→ Work task:
Every entry, from first to last, must be written out exactly.
☆ ☆ ☆ ☆ ☆ ☆ ☆
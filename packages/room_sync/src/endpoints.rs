use reqwest::Url;

use crate::error::EndpointError;
use crate::model::Room;

/// Derives the history, live-stream and deep-link addresses for a room
/// from the chat server's base URL.
///
/// Room names are pushed as single path segments, so they are
/// percent-encoded and can never escape their segment.
#[derive(Clone, Debug)]
pub struct ChatEndpoints {
    base: Url,
}

impl ChatEndpoints {
    pub fn new(base_url: &str) -> Result<Self, EndpointError> {
        let invalid = |reason: &str| EndpointError {
            url: base_url.to_string(),
            reason: reason.to_string(),
        };
        let base = Url::parse(base_url).map_err(|e| invalid(&e.to_string()))?;
        if !matches!(base.scheme(), "http" | "https") {
            return Err(invalid("scheme must be http or https"));
        }
        if base.cannot_be_a_base() || base.host_str().is_none() {
            return Err(invalid("url has no host"));
        }
        Ok(Self { base })
    }

    pub fn base(&self) -> &Url {
        &self.base
    }

    /// `GET {base}/chat/api/messages/{room}/`
    pub fn history_url(&self, room: &Room) -> Url {
        self.with_segments(&["chat", "api", "messages", room.name(), ""])
    }

    /// `ws(s)://{host}/ws/chat/{room}/`, scheme following the base URL.
    pub fn stream_url(&self, room: &Room) -> Url {
        let mut url = self.with_segments(&["ws", "chat", room.name(), ""]);
        let scheme = if self.base.scheme() == "https" {
            "wss"
        } else {
            "ws"
        };
        // http(s) -> ws(s) stays within the special schemes and cannot fail.
        let _ = url.set_scheme(scheme);
        url
    }

    /// The addressable location of a room: `{base}/chat/?room_name={room}`.
    pub fn deep_link(&self, room: &Room) -> Url {
        let mut url = self.with_segments(&["chat", ""]);
        url.query_pairs_mut().append_pair("room_name", room.name());
        url
    }

    fn with_segments(&self, segments: &[&str]) -> Url {
        let mut url = self.base.clone();
        url.set_query(None);
        url.set_fragment(None);
        if let Ok(mut path) = url.path_segments_mut() {
            path.pop_if_empty().extend(segments);
        }
        url
    }
}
☆ ☆ ☆ ☆ ☆ ☆ ☆
→ Answer below:
filename packages/room_sync/src/endpoints.rs
use reqwest::Url;

use crate::error::EndpointError;
use crate::model::Room;

/// Derives the history, live-stream and deep-link addresses for a room
/// from the chat server's base URL.
///
/// Room names are pushed as single path segments, so they are
/// percent-encoded and can never escape their segment.
#[derive(Clone, Debug)]
pub struct ChatEndpoints {
    base: Url,
}

impl ChatEndpoints {
    pub fn new(base_url: &str) -> Result<Self, EndpointError> {
        let invalid = |reason: &str| EndpointError {
            url: base_url.to_string(),
            reason: reason.to_string(),
        };
        let base = Url::parse(base_url).map_err(|e| invalid(&e.to_string()))?;
        if !matches!(base.scheme(), "http" | "https") {
            return Err(invalid("scheme must be http or https"));
        }
        if base.cannot_be_a_base() || base.host_str().is_none() {
            return Err(invalid("url has no host"));
        }
        Ok(Self { base })
    }

    pub fn base(&self) -> &Url {
        &self.base
    }

    /// `GET {base}/chat/api/messages/{room}/`
    pub fn history_url(&self, room: &Room) -> Url {
        self.with_segments(&["chat", "api", "messages", room.name(), ""])
    }

    /// `ws(s)://{host}/ws/chat/{room}/`, scheme following the base URL.
    pub fn stream_url(&self, room: &Room) -> Url {
        let mut url = self.with_segments(&["ws", "chat", room.name(), ""]);
        let scheme = if self.base.scheme() == "https" {
            "wss"
        } else {
            "ws"
        };
        // http(s) -> ws(s) stays within the special schemes and cannot fail.
        let _ = url.set_scheme(scheme);
        url
    }

    /// The addressable location of a room: `{base}/chat/?room_name={room}`.
    pub fn deep_link(&self, room: &Room) -> Url {
        let mut url = self.with_segments(&["chat", ""]);
        url.query_pairs_mut().append_pair("room_name", room.name());
        url
    }

    fn with_segments(&self, segments: &[&str]) -> Url {
        let mut url = self.base.clone();
        url.set_query(None);
        url.set_fragment(None);
        if let Ok(mut path) = url.path_segments_mut() {
            path.pop_if_empty().extend(segments);
        }
        url
    }
}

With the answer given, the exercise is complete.